Records from a collection:

__________________________________________________

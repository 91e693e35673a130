//! Typed in-process domain event dispatch for Courier
//!
//! Delivers each domain event to every handler registered for its exact
//! runtime type. Events travel as `Arc<dyn Event>`; handlers are written
//! against `EventHandler<E>` for a concrete `E`. The gap between the two is
//! bridged once per event kind by the resolution cache and once per
//! invocation by a small typed wrapper.
//!
//! ## Features
//!
//! - **Open event set** - no central enum of event types
//! - **Typed handlers** - handlers never see `dyn Any`
//! - **Cached resolution** - contract derivation happens once per kind
//! - **Scoped lookups** - one registry scope per dispatched event
//! - **Cancellation** - honoured before every event and every handler
//!
//! ## Quick Start
//!
//! ```rust,ignore
//! use courier_events::*;
//! use async_trait::async_trait;
//! use tokio_util::sync::CancellationToken;
//!
//! #[derive(Debug)]
//! struct UserRegistered {
//!     email: String,
//! }
//!
//! impl Event for UserRegistered {}
//!
//! struct WelcomeEmail;
//!
//! #[async_trait]
//! impl EventHandler<UserRegistered> for WelcomeEmail {
//!     async fn handle(
//!         &self,
//!         event: &UserRegistered,
//!         _cancel: &CancellationToken,
//!     ) -> Result<(), HandlerError> {
//!         println!("Sending welcome email to {}", event.email);
//!         Ok(())
//!     }
//! }
//!
//! #[tokio::main]
//! async fn main() -> Result<(), DispatchError> {
//!     let registry = courier_registry::ServiceRegistry::new();
//!     registry.register_singleton::<UserRegistered, _>(WelcomeEmail);
//!
//!     let dispatcher = EventDispatcher::new(Arc::new(registry));
//!
//!     let mut pending = PendingEvents::new();
//!     pending.raise(UserRegistered { email: "alice@example.com".into() });
//!
//!     dispatcher.dispatch(pending.take(), &CancellationToken::new()).await
//! }
//! ```
//!
//! ## Error Handling
//!
//! The first failing handler ends the call and its error is returned as
//! `DispatchError::Handler`. Nothing is retried or aggregated.
//!
//! ```rust,ignore
//! match dispatcher.dispatch(events, &cancel).await {
//!     Ok(()) => {}
//!     Err(e) if e.is_cancelled() => println!("dispatch abandoned"),
//!     Err(e) => eprintln!("dispatch failed: {}", e),
//! }
//! ```

pub mod dispatcher;
pub mod error;
pub mod event;
pub mod handler;
pub mod registry;
pub mod resolution;
pub mod wrapper;

pub use dispatcher::{DispatcherConfig, EventDispatcher, EventDispatcherBuilder};
pub use error::DispatchError;
pub use event::{ErasedEvent, Event, EventKind, EventMetadata, PendingEvents};
pub use handler::{EventHandler, HandlerContract, HandlerError, HandlerInstance};
pub use registry::{HandlerRegistry, RegistryError, ResolutionScope};
pub use resolution::{KindBinding, MonomorphicDeriver, ResolutionCache, TypeDeriver};
pub use wrapper::{InvocationWrapper, TypedInvocationWrapper, WrapperFactory, WrapperType};

pub use tokio_util::sync::CancellationToken;
//! Logging setup for Courier
//!
//! Courier crates emit `tracing` events and spans; this crate installs the
//! subscriber that writes them out. Defaults to JSON on STDOUT at INFO.
//!
//! # Examples
//!
//! ```no_run
//! use courier_log::*;
//!
//! let _guard = LogConfig::new()
//!     .level(LogLevel::Debug)
//!     .format(LogFormat::Pretty)
//!     .with_env_filter("courier_events=trace,courier_registry=debug")
//!     .init()
//!     .expect("logging already initialised");
//!
//! info!("Dispatcher ready");
//! ```
//!
//! `RUST_LOG` overrides the configured level when no explicit filter is set.

use serde::{Deserialize, Serialize};
use std::fmt;
use std::io;
use std::str::FromStr;
use tracing::Level;
use tracing_appender::non_blocking::WorkerGuard;
use tracing_subscriber::{
    EnvFilter, Layer,
    fmt::{self as subscriber_fmt, format::FmtSpan},
    layer::SubscriberExt,
    util::SubscriberInitExt,
};

pub use tracing::{debug, error, info, trace, warn};

/// Minimum level written when no filter directives are given
#[derive(Debug, Clone, Copy, PartialEq, Eq, Serialize, Deserialize)]
#[serde(rename_all = "lowercase")]
pub enum LogLevel {
    Trace,
    Debug,
    Info,
    Warn,
    Error,
}

impl LogLevel {
    pub fn to_tracing_level(&self) -> Level {
        match self {
            LogLevel::Trace => Level::TRACE,
            LogLevel::Debug => Level::DEBUG,
            LogLevel::Info => Level::INFO,
            LogLevel::Warn => Level::WARN,
            LogLevel::Error => Level::ERROR,
        }
    }

    /// Directive string for EnvFilter
    pub fn as_str(&self) -> &'static str {
        match self {
            LogLevel::Trace => "trace",
            LogLevel::Debug => "debug",
            LogLevel::Info => "info",
            LogLevel::Warn => "warn",
            LogLevel::Error => "error",
        }
    }
}

impl FromStr for LogLevel {
    type Err = LogError;

    fn from_str(s: &str) -> Result<Self, Self::Err> {
        match s.to_ascii_lowercase().as_str() {
            "trace" => Ok(LogLevel::Trace),
            "debug" => Ok(LogLevel::Debug),
            "info" => Ok(LogLevel::Info),
            "warn" | "warning" => Ok(LogLevel::Warn),
            "error" => Ok(LogLevel::Error),
            other => Err(LogError::UnknownLevel(other.to_string())),
        }
    }
}

impl fmt::Display for LogLevel {
    fn fmt(&self, f: &mut fmt::Formatter<'_>) -> fmt::Result {
        f.write_str(self.as_str())
    }
}

/// Output format for log messages
#[derive(Debug, Clone, Copy, PartialEq, Eq, Serialize, Deserialize)]
#[serde(rename_all = "lowercase")]
pub enum LogFormat {
    /// Structured, machine-readable
    Json,
    Plain,
    /// Multi-line, for development
    Pretty,
    Compact,
}

impl FromStr for LogFormat {
    type Err = LogError;

    fn from_str(s: &str) -> Result<Self, Self::Err> {
        match s.to_ascii_lowercase().as_str() {
            "json" => Ok(LogFormat::Json),
            "plain" => Ok(LogFormat::Plain),
            "pretty" => Ok(LogFormat::Pretty),
            "compact" => Ok(LogFormat::Compact),
            other => Err(LogError::UnknownFormat(other.to_string())),
        }
    }
}

/// Where formatted records go
#[derive(Debug, Clone, PartialEq, Eq)]
pub enum LogOutput {
    Stdout,
    Stderr,
    /// Append to a single file
    File(String),
    /// Write to rotating log files
    RollingFile {
        directory: String,
        prefix: String,
        rotation: Rotation,
    },
}

#[derive(Debug, Clone, Copy, PartialEq, Eq)]
pub enum Rotation {
    Minutely,
    Hourly,
    Daily,
    Never,
}

impl Rotation {
    fn to_tracing_rotation(self) -> tracing_appender::rolling::Rotation {
        match self {
            Rotation::Minutely => tracing_appender::rolling::Rotation::MINUTELY,
            Rotation::Hourly => tracing_appender::rolling::Rotation::HOURLY,
            Rotation::Daily => tracing_appender::rolling::Rotation::DAILY,
            Rotation::Never => tracing_appender::rolling::Rotation::NEVER,
        }
    }
}

/// Logging setup errors
#[derive(Debug, thiserror::Error)]
pub enum LogError {
    #[error("Unknown log level: {0}")]
    UnknownLevel(String),

    #[error("Unknown log format: {0}")]
    UnknownFormat(String),

    #[error("Invalid filter directives '{directives}': {reason}")]
    InvalidFilter { directives: String, reason: String },

    #[error("Failed to open log file: {0}")]
    Io(#[from] io::Error),

    #[error("Global subscriber already set: {0}")]
    AlreadyInitialized(String),
}

/// Logging configuration
#[derive(Debug, Clone)]
pub struct LogConfig {
    pub level: LogLevel,
    pub format: LogFormat,
    pub output: LogOutput,
    pub thread_ids: bool,
    /// Module path of the emitting crate, e.g. `courier_events::dispatcher`
    pub targets: bool,
    pub file_line: bool,
    /// Emit span close events, which carry per-event dispatch timings
    pub spans: bool,
    /// Enable ANSI colors (ignored for JSON)
    pub colors: bool,
    /// Custom filter directives, overriding `level`
    pub env_filter: Option<String>,
}

impl LogConfig {
    pub fn new() -> Self {
        Self::default()
    }

    pub fn level(mut self, level: LogLevel) -> Self {
        self.level = level;
        self
    }

    pub fn format(mut self, format: LogFormat) -> Self {
        self.format = format;
        self
    }

    pub fn output(mut self, output: LogOutput) -> Self {
        self.output = output;
        self
    }

    pub fn with_thread_ids(mut self, enable: bool) -> Self {
        self.thread_ids = enable;
        self
    }

    pub fn with_targets(mut self, enable: bool) -> Self {
        self.targets = enable;
        self
    }

    pub fn with_file_line(mut self, enable: bool) -> Self {
        self.file_line = enable;
        self
    }

    pub fn with_spans(mut self, enable: bool) -> Self {
        self.spans = enable;
        self
    }

    pub fn with_colors(mut self, enable: bool) -> Self {
        self.colors = enable;
        self
    }

    /// Set filter directives such as `"courier_events=trace,info"`
    pub fn with_env_filter(mut self, filter: impl Into<String>) -> Self {
        self.env_filter = Some(filter.into());
        self
    }

    /// Filter built from this configuration
    ///
    /// Explicit directives must parse. Without them `RUST_LOG` is used when
    /// set and valid, otherwise `level`.
    pub fn build_filter(&self) -> Result<EnvFilter, LogError> {
        match &self.env_filter {
            Some(directives) => {
                EnvFilter::try_new(directives).map_err(|e| LogError::InvalidFilter {
                    directives: directives.clone(),
                    reason: e.to_string(),
                })
            }
            None => Ok(EnvFilter::try_from_default_env()
                .unwrap_or_else(|_| EnvFilter::new(self.level.as_str()))),
        }
    }

    /// Install the global subscriber
    ///
    /// The returned guard flushes buffered output when dropped and must be
    /// kept alive for as long as logs should be written.
    pub fn init(self) -> Result<WorkerGuard, LogError> {
        let filter = self.build_filter()?;

        let (writer, guard) = match &self.output {
            LogOutput::Stdout => tracing_appender::non_blocking(io::stdout()),
            LogOutput::Stderr => tracing_appender::non_blocking(io::stderr()),
            LogOutput::File(path) => {
                let file = std::fs::OpenOptions::new()
                    .create(true)
                    .append(true)
                    .open(path)?;
                tracing_appender::non_blocking(file)
            }
            LogOutput::RollingFile {
                directory,
                prefix,
                rotation,
            } => {
                let appender = tracing_appender::rolling::RollingFileAppender::new(
                    rotation.to_tracing_rotation(),
                    directory,
                    prefix,
                );
                tracing_appender::non_blocking(appender)
            }
        };

        self.init_with_writer(writer, filter)?;
        Ok(guard)
    }

    fn init_with_writer<W>(&self, writer: W, filter: EnvFilter) -> Result<(), LogError>
    where
        W: for<'a> tracing_subscriber::fmt::MakeWriter<'a> + Send + Sync + 'static,
    {
        let span_events = if self.spans { FmtSpan::CLOSE } else { FmtSpan::NONE };

        let base = subscriber_fmt::layer()
            .with_writer(writer)
            .with_target(self.targets)
            .with_thread_ids(self.thread_ids)
            .with_file(self.file_line)
            .with_line_number(self.file_line)
            .with_span_events(span_events);

        // JSON never carries ANSI escapes.
        let layer = match self.format {
            LogFormat::Json => base
                .json()
                .with_current_span(self.spans)
                .with_span_list(self.spans)
                .boxed(),
            LogFormat::Plain => base.with_ansi(self.colors).boxed(),
            LogFormat::Pretty => base.pretty().with_ansi(self.colors).boxed(),
            LogFormat::Compact => base.compact().with_ansi(self.colors).boxed(),
        };

        let result = tracing_subscriber::registry()
            .with(filter)
            .with(layer)
            .try_init();

        result.map_err(|e| LogError::AlreadyInitialized(e.to_string()))
    }
}

impl Default for LogConfig {
    fn default() -> Self {
        Self {
            level: LogLevel::Info,
            format: LogFormat::Json,
            output: LogOutput::Stdout,
            thread_ids: false,
            targets: true,
            file_line: false,
            spans: false,
            colors: false,
            env_filter: None,
        }
    }
}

__________________________________________________

Problem to work on
Reply with nothing but a number: how many lines of the entries above contain the string "crate"?

Answer to the exercise
2